Sal de advenimiento

No desperté con el trinar de los pájaros, sino con un cielo ardiente. La ciudad no se cubría de azul, sino de morado y ceniza. Penitencia, penitencia.

—Jessenia, ¿irás a la heladería esta mañana? No me dejes como la otra vez.

—Sí, no te preocupes. Son solo quince minutos. Además, es solo una caminata al parque. No está tan lejos.

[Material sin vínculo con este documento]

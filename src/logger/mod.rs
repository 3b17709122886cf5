//! Logger Module
//!
//! A logging system based on `tracing-subscriber` with support for:
//! - Console output with color control
//! - File output in Full, Compact or JSON format
//! - Time-based file rotation through `tracing-appender`
//!
//! File output goes through a non-blocking writer; the returned
//! [`LoggerGuard`] must stay alive for buffered lines to be flushed.

pub mod config;
pub mod error;

pub use config::*;
pub use error::LoggerError;

use std::io::IsTerminal;

use tracing_appender::non_blocking::{NonBlocking, WorkerGuard};
use tracing_appender::rolling::RollingFileAppender;
use tracing_subscriber::{
    EnvFilter, Layer, Registry, fmt, layer::SubscriberExt, util::SubscriberInitExt,
};

type BoxedLayer = Box<dyn Layer<Registry> + Send + Sync>;

/// Keeps the background file writer running.
#[must_use = "dropping the guard stops file logging"]
pub struct LoggerGuard {
    _file: Option<WorkerGuard>,
}

/// Initialize the global subscriber with the given configuration
pub fn init_logger(config: LoggerConfig) -> Result<LoggerGuard, LoggerError> {
    config.validate()?;

    let filter = EnvFilter::try_new(&config.level).unwrap_or_else(|_| EnvFilter::new("info"));

    let mut layers: Vec<BoxedLayer> = Vec::new();
    let mut file_guard = None;

    // File layer goes first so console ANSI settings never leak into span
    // fields written to the file.
    if config.file.enabled {
        let appender = build_file_appender(&config.file)?;
        let (writer, guard) = tracing_appender::non_blocking(appender);
        file_guard = Some(guard);
        layers.push(file_layer(config.file.format, writer));
    }

    if config.console.enabled {
        let use_ansi = config.console.colored && std::io::stdout().is_terminal();
        layers.push(
            fmt::layer()
                .with_ansi(use_ansi)
                .with_target(true)
                .with_level(true)
                .boxed(),
        );
    }

    tracing_subscriber::registry()
        .with(layers)
        .with(filter)
        .try_init()
        .map_err(|e| LoggerError::subscriber(e.to_string()))?;

    Ok(LoggerGuard { _file: file_guard })
}

fn build_file_appender(config: &FileConfig) -> Result<RollingFileAppender, LoggerError> {
    std::fs::create_dir_all(&config.directory)?;

    RollingFileAppender::builder()
        .rotation(config.rotation.to_appender_rotation())
        .filename_prefix(&config.file_name)
        .build(&config.directory)
        .map_err(|e| {
            LoggerError::config(format!(
                "Cannot open log file in '{}': {}",
                config.directory.display(),
                e
            ))
        })
}

fn file_layer(format: LogFormat, writer: NonBlocking) -> BoxedLayer {
    let layer = fmt::layer()
        .with_ansi(false)
        .with_target(true)
        .with_writer(writer);

    match format {
        LogFormat::Full => layer.boxed(),
        LogFormat::Compact => layer.compact().boxed(),
        LogFormat::Json => layer.json().boxed(),
    }
}

#[cfg(test)]
mod tests {
    use super::*;
    use std::io::Write;

    #[test]
    fn test_file_appender_creates_directory() {
        let temp_dir = tempfile::tempdir().unwrap();
        let config = FileConfig {
            enabled: true,
            directory: temp_dir.path().join("nested").join("logs"),
            file_name: "vcard.log".to_string(),
            format: LogFormat::Json,
            rotation: Rotation::Never,
        };

        let mut appender = build_file_appender(&config).unwrap();
        appender.write_all(b"hello\n").unwrap();
        appender.flush().unwrap();

        let written = std::fs::read_to_string(config.directory.join("vcard.log")).unwrap();
        assert_eq!(written, "hello\n");
    }

    #[test]
    fn test_init_rejects_invalid_config_before_installing() {
        let config = LoggerConfig {
            console: ConsoleConfig::new(false, false),
            file: FileConfig::default(),
            level: "info".to_string(),
        };
        assert!(matches!(
            init_logger(config),
            Err(LoggerError::Config { .. })
        ));
    }
}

—Bueno, allá tú. Tú eres la que sabes tus cosas. Adiós. —Colgó el teléfono.

No lo soporto.

Me dispuse a ponerme mis tenis y salir de casa. Mi casa, el parque y la heladería quedan bastante cerca, ese es Gabriel que le ladilla y le parece muy lejos caminar desde la plaza, y será que por eso vive en el local prácticamente.

En fin, iba trotando con mis auriculares, haciendo oídos sordos a lo que pasaba a mi alrededor, y a mis ojos ciegos. Cuando tengo un momento para mí, es para mí; me molesta encontrarme con algún conocido en la calle y tener que hablarle así sea por un minuto, tiempo que podría invertir en pro de mi bienestar. La carga que tengo con Gabo en la heladería es inmensa. Lo quiero, es mi amigo, pero detesto cuando se enfada. Que si no hay leche, que si no hay chocolate, nos falta un maldito cargamento de frutas... bla, bla, bla.

Total, que iba trotando, sorda de bola, ni pendiente de lo que pasaba. Vi de casualidad los rostros de las personas, sus expresiones eran de angustia. Miraban al cielo. Me quité los audífonos, volteé, y observé cómo un avión dispersaba un gas de color morado desde su interior. De repente, miles de proyectiles salieron de los tejados de los edificios más altos y soltaron un líquido incoloro, como agua, y nos empapó. El gas también llegó al nivel del suelo. El cielo sufrió una transformación infernal de punta a punta. La gente empezó a arder en llamas, se revolcaban en el piso, pero peor fue el asunto al darme cuenta de que yo misma me estaba quemando. La piel, el cabello, los ojos, no podía ni siquiera gritar porque hasta mi garganta se volvía ceniza. Me estaba muriendo, me estaba muriendo.

—¡Jessenia! ¡Jessenia! —dijo una voz reverberante. Sentí una cachetada en la cara y desperté llena de sudor.

—¡¿Qué coño fue lo que pasó?! ¡¿Qué...?! Ah, maldita sea.

—Jessenia, ¿estás bien...? —Pero lo interrumpí y fui directo a la ventana. El cielo seguía normal, pero en la reja conseguí un pote que decía permanganato de potasio.

—Eh... ¡Gabo, querido! Me arrepiento de siempre decirte que eres un insufrible. Perdón, ¿sí? —Le di un beso en la frente—. Hoy te voy a ayudar.